Thursday, January 12, 2012

Gilt Groupe CEO: Relearning that "References matter most" in hiring

From "How I Did It: Gilt Groupe's CEO on Building a Team of A Players" in the Jan-Feb 2012 Harvard Business Review. The author is Kevin Ryan, CEO of flash sale site Gilt Groupe.

I don't think there's a science to recruiting, but I do some things differently. The hiring process typically has three elements: the resume, the interview and the reference check. Most managers overvalue the resume and interview and undervalue the reference check. References matter most....

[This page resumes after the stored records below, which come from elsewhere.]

//! HTML report generator.
//!
//! Produces a self-contained HTML file with all CSS/JS inlined: a rating
//! line chart over attempts and a row-per-attempt table.

use anyhow::Result;
use std::path::Path;

use skilltrace_core::model::RatingTrace;
use skilltrace_core::report::RatingReport;

/// Escape a string for safe HTML insertion.
fn html_escape(s: &str) -> String {
    s.replace('&', "&amp;")
        .replace('<', "&lt;")
        .replace('>', "&gt;")
        .replace('"', "&quot;")
        .replace('\'', "&#x27;")
}

/// Generate an HTML report from a rating report.
pub fn generate_html(report: &RatingReport) -> String {
    let mut html = String::new();

    html.push_str("<!DOCTYPE html>\n<html lang=\"en\">\n<head>\n");
    html.push_str("<meta charset=\"utf-8\">\n");
    html.push_str("<meta name=\"viewport\" content=\"width=device-width, initial-scale=1\">\n");
    html.push_str(&format!(
        "<title>skilltrace report: {}</title>\n",
        html_escape(&report.source)
    ));
    html.push_str("<style>\n");
    html.push_str(CSS);
    html.push_str("</style>\n");
    html.push_str("</head>\n<body>\n");

    // Header
    html.push_str("<header>\n");
    html.push_str("<h1>Ratings Tracker</h1>\n");
    html.push_str(&format!(
        "<p class=\"meta\">Source: <strong>{}</strong> | {} attempts | prior {} | sigma {} | {}</p>\n",
        html_escape(&report.source),
        report.summary.attempts,
        report.config.initial_prior,
        report.config.sigma,
        report.created_at.format("%Y-%m-%d %H:%M:%S UTC")
    ));
    if let Some(failure) = &report.failure {
        html.push_str(&format!(
            "<p class=\"fail\">Stopped at attempt {}: {}</p>\n",
            failure.index + 1,
            html_escape(&failure.message)
        ));
    }
    html.push_str("</header>\n");

    // Summary
    let s = &report.summary;
    html.push_str("<section class=\"dashboard\">\n");
    html.push_str("<h2>Summary</h2>\n");
    html.push_str("<table class=\"summary\">\n");
    html.push_str("<thead><tr><th>Attempts</th><th>Accuracy</th><th>Initial</th><th>Final</th><th>Peak</th><th>Lowest</th><th>Change</th></tr></thead>\n");
    html.push_str(&format!(
        "<tbody><tr><td>{}</td><td>{:.1}%</td><td>{:.2}</td><td>{:.2}</td><td>{:.2}</td><td>{:.2}</td><td>{:+.2}</td></tr></tbody>\n",
        s.attempts,
        s.accuracy * 100.0,
        s.initial_rating,
        s.final_rating,
        s.peak_rating,
        s.lowest_rating,
        s.net_change,
    ));
    html.push_str("</table>\n");

    if !report.trace.is_empty() {
        html.push_str(&generate_line_chart(&report.trace));
    }
    html.push_str("</section>\n");

    // Per-attempt rows
    html.push_str("<section class=\"results\">\n");
    html.push_str("<h2>Attempts</h2>\n");
    html.push_str("<table class=\"results-table\" id=\"results\">\n");
    html.push_str("<thead><tr><th onclick=\"sortTable(0)\">index</th><th onclick=\"sortTable(1)\">Correctness</th><th onclick=\"sortTable(2)\">Difficulty</th><th onclick=\"sortTable(3)\">Time</th><th onclick=\"sortTable(4)\">Rating</th></tr></thead>\n");
    html.push_str("<tbody>\n");

    for p in &report.trace {
        let class = if p.observation.correct { "pass" } else { "fail" };
        html.push_str(&format!(
            "<tr><td>{}</td><td class=\"{}\">{}</td><td>{}</td><td>{}</td><td>{:.2}</td></tr>\n",
            p.index + 1,
            class,
            u8::from(p.observation.correct),
            p.observation.difficulty,
            p.observation.response_time,
            p.rating,
        ));
    }

    html.push_str("</tbody></table>\n");
    html.push_str("</section>\n");

    // Raw JSON
    html.push_str("<section class=\"raw-data\">\n");
    html.push_str("<details>\n<summary>Raw JSON Data</summary>\n");
    html.push_str("<pre><code>");
    html.push_str(
        &serde_json::to_string_pretty(report)
            .unwrap_or_default()
            .replace('<', "&lt;")
            .replace('>', "&gt;"),
    );
    html.push_str("</code></pre>\n");
    html.push_str("</details>\n</section>\n");

    html.push_str("<script>\n");
    html.push_str(JS);
    html.push_str("</script>\n");

    html.push_str("</body>\n</html>");
    html
}

/// Write an HTML report to a file.
pub fn write_html_report(report: &RatingReport, path: &Path) -> Result<()> {
    let html = generate_html(report);
    if let Some(parent) = path.parent() {
        std::fs::create_dir_all(parent)?;
    }
    std::fs::write(path, html)?;
    Ok(())
}

/// Round `max` up to the next multiple of ten, with a floor of ten.
fn y_axis_max(max: f64) -> f64 {
    ((max / 10.0).ceil() * 10.0).max(10.0)
}

fn generate_line_chart(trace: &RatingTrace) -> String {
    let width = 800.0;
    let height = 400.0;
    let left = 60.0;
    let right = 20.0;
    let top = 20.0;
    let bottom = 50.0;
    let plot_w = width - left - right;
    let plot_h = height - top - bottom;

    let ratings = trace.ratings();
    let y_max = y_axis_max(ratings.iter().copied().fold(0.0, f64::max));
    let n = ratings.len();

    let x_at = |i: usize| {
        if n == 1 {
            left + plot_w / 2.0
        } else {
            left + plot_w * i as f64 / (n - 1) as f64
        }
    };
    let y_at = |r: f64| top + plot_h * (1.0 - r.max(0.0) / y_max);

    let mut svg = format!(
        "<svg width=\"{width}\" height=\"{height}\" viewBox=\"0 0 {width} {height}\" xmlns=\"http://www.w3.org/2000/svg\" role=\"img\" aria-label=\"Rating by attempt\">\n"
    );

    // Horizontal grid lines and y labels
    for tick in 0..=5 {
        let value = y_max * tick as f64 / 5.0;
        let y = y_at(value);
        svg.push_str(&format!(
            "  <line x1=\"{left}\" y1=\"{y:.1}\" x2=\"{:.1}\" y2=\"{y:.1}\" stroke=\"var(--border)\"/>\n",
            left + plot_w
        ));
        svg.push_str(&format!(
            "  <text x=\"{:.1}\" y=\"{y:.1}\" font-size=\"12\" fill=\"currentColor\" text-anchor=\"end\" dominant-baseline=\"middle\">{value:.0}</text>\n",
            left - 8.0
        ));
    }

    // Axis titles
    svg.push_str(&format!(
        "  <text x=\"{:.1}\" y=\"{:.1}\" font-size=\"13\" fill=\"currentColor\" text-anchor=\"middle\">Attempts</text>\n",
        left + plot_w / 2.0,
        height - 10.0
    ));
    svg.push_str(&format!(
        "  <text x=\"16\" y=\"{:.1}\" font-size=\"13\" fill=\"currentColor\" text-anchor=\"middle\" transform=\"rotate(-90 16 {:.1})\">Rating</text>\n",
        top + plot_h / 2.0,
        top + plot_h / 2.0
    ));

    let points: Vec<String> = ratings
        .iter()
        .enumerate()
        .map(|(i, &r)| format!("{:.1},{:.1}", x_at(i), y_at(r)))
        .collect();

    // Filled area under the line
    svg.push_str(&format!(
        "  <polygon points=\"{:.1},{:.1} {} {:.1},{:.1}\" fill=\"rgba(75, 192, 192, 0.2)\"/>\n",
        x_at(0),
        top + plot_h,
        points.join(" "),
        x_at(n - 1),
        top + plot_h
    ));
    svg.push_str(&format!(
        "  <polyline points=\"{}\" fill=\"none\" stroke=\"rgba(75, 192, 192, 1)\" stroke-width=\"2\"/>\n",
        points.join(" ")
    ));

    for (i, &r) in ratings.iter().enumerate() {
        svg.push_str(&format!(
            "  <circle cx=\"{:.1}\" cy=\"{:.1}\" r=\"3\" fill=\"rgba(75, 192, 192, 1)\"><title>Attempt {}: {:.2}</title></circle>\n",
            x_at(i),
            y_at(r),
            i + 1,
            r
        ));
    }

    svg.push_str("</svg>\n");
    svg
}

const CSS: &str = r#"
:root { --bg: #fff; --fg: #1a1a1a; --border: #e5e7eb; --pass: #dcfce7; --fail: #fde2e2; }
@media (prefers-color-scheme: dark) {
  :root { --bg: #111827; --fg: #f9fafb; --border: #374151; --pass: #064e3b; --fail: #7f1d1d; }
}
body { font-family: -apple-system, BlinkMacSystemFont, 'Segoe UI', sans-serif; margin: 0; padding: 2rem; background: var(--bg); color: var(--fg); }
h1, h2 { margin-top: 2rem; }
.meta { color: #6b7280; }
table { border-collapse: collapse; width: 100%; margin: 1rem 0; }
th, td { border: 1px solid var(--border); padding: 0.5rem 1rem; text-align: left; }
th { background: var(--border); cursor: pointer; }
.pass { background: var(--pass); }
.fail { background: var(--fail); }
pre { overflow-x: auto; padding: 1rem; background: var(--border); border-radius: 8px; }
code { font-family: 'JetBrains Mono', 'Fira Code', monospace; font-size: 0.85rem; }
details { margin: 1rem 0; }
summary { cursor: pointer; font-weight: bold; }
svg { margin: 1rem 0; max-width: 100%; height: auto; }
"#;

const JS: &str = r#"
function sortTable(col) {
  const table = document.getElementById('results');
  const tbody = table.querySelector('tbody');
  const rows = Array.from(tbody.querySelectorAll('tr'));
  const asc = table.dataset.sortCol == col && table.dataset.sortDir == 'asc' ? false : true;
  rows.sort((a, b) => {
    const va = parseFloat(a.cells[col].textContent);
    const vb = parseFloat(b.cells[col].textContent);
    return asc ? va - vb : vb - va;
  });
  table.dataset.sortCol = col;
  table.dataset.sortDir = asc ? 'asc' : 'desc';
  rows.forEach(r => tbody.appendChild(r));
}
"#;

The presumption is that reference checks aren't worth much because people are scared to say anything negative. That's a valid concern, because there have been lawsuits. But the way around it is to dig up people who'll speak candidly. Invariably, they're people you know personally or people you can network to find. You can't simply rely on the names a candidate supplies....

We don't always get this right. For one hire, an outside recruiter that helped with the search had checked some of the references. Ordinarily we try to do this ourselves. The man didn't work out - it was just a bad fit. After he left, I ran into a couple of people I knew: one who had worked for the guy at another company and one who'd done business with him as a banker. I hadn't realized that either of them knew him. They told me exactly what they thought of him - which jibed exactly with our negative experience. Sometimes you don't hear an honest assessment till it's too late.

Sometimes a mistake takes you someplace new - other times it reinforces (with a jolt) what you already know. This story is one of those other times.